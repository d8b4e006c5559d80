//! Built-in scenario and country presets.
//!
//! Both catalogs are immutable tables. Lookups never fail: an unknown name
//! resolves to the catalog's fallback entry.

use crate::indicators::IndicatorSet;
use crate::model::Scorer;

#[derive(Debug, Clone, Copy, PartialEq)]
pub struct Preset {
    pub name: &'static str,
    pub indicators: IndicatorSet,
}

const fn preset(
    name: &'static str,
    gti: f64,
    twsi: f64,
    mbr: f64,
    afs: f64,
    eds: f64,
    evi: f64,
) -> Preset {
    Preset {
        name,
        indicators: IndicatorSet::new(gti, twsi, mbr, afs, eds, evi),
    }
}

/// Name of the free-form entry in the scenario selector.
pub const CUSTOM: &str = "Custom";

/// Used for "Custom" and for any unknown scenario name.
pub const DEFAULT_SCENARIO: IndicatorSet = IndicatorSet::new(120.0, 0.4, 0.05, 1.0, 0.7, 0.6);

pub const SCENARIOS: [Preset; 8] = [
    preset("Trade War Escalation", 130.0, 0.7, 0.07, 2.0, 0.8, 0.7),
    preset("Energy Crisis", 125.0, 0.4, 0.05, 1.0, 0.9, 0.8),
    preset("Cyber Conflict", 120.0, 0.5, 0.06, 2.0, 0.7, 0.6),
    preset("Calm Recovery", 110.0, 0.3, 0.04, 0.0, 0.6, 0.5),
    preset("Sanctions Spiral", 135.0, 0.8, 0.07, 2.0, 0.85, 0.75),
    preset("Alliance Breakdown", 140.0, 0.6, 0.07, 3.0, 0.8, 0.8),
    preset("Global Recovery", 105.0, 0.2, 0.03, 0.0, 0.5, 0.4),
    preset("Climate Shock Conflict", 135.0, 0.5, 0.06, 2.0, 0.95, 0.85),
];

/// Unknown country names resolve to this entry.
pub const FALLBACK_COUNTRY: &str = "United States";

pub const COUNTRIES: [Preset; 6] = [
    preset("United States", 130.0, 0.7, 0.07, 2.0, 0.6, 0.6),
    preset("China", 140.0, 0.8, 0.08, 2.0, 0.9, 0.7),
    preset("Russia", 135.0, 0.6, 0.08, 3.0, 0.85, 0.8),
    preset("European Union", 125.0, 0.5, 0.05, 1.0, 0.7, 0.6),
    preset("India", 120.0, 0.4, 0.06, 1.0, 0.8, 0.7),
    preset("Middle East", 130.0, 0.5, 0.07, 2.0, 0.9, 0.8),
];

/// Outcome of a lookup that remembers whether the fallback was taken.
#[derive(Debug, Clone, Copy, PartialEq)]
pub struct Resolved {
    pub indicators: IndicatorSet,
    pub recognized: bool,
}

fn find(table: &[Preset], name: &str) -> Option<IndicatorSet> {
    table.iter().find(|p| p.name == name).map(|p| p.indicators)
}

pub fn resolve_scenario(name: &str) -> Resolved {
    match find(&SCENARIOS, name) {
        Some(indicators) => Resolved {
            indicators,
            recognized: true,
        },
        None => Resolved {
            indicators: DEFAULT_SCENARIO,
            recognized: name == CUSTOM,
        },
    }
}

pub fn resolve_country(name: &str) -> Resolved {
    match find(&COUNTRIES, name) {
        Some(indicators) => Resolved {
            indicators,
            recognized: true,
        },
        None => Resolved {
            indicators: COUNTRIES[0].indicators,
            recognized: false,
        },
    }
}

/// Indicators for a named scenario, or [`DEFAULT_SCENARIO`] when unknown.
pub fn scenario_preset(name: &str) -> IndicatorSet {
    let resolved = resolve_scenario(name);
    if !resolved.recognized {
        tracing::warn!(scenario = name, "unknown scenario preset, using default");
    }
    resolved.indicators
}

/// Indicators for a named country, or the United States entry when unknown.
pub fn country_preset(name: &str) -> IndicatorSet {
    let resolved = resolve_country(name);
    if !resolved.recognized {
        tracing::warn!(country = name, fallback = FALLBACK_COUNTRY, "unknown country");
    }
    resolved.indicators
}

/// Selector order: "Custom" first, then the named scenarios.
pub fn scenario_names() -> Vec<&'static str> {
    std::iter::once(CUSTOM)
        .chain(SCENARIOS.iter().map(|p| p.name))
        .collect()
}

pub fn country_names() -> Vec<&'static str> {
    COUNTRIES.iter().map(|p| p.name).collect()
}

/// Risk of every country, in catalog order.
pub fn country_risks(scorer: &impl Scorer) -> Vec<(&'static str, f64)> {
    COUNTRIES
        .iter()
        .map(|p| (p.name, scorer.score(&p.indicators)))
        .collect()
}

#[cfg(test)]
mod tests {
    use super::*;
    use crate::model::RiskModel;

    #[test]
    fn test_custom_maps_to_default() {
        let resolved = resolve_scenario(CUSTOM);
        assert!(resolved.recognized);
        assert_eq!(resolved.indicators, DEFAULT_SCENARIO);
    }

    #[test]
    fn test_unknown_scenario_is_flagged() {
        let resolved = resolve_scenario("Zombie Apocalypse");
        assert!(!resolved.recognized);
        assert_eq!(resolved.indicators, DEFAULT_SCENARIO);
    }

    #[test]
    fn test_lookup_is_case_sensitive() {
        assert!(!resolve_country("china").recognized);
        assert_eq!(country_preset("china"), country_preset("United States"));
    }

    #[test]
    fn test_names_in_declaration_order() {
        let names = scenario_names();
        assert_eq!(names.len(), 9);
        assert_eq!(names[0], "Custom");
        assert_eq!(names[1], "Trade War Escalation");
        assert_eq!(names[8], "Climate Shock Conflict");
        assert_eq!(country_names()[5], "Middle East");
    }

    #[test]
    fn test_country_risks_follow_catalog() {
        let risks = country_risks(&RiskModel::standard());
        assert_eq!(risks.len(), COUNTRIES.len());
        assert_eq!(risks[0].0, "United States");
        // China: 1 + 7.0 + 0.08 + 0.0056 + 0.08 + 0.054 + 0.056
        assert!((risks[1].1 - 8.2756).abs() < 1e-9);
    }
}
++++++++++++++++++++
- [Your goal]:
Search the lines above for the string "Conflict", then show every one that has it.

- [The answer]:
    preset("Cyber Conflict", 120.0, 0.5, 0.06, 2.0, 0.7, 0.6),
    preset("Climate Shock Conflict", 135.0, 0.5, 0.06, 2.0, 0.95, 0.85),
        assert_eq!(names[8], "Climate Shock Conflict");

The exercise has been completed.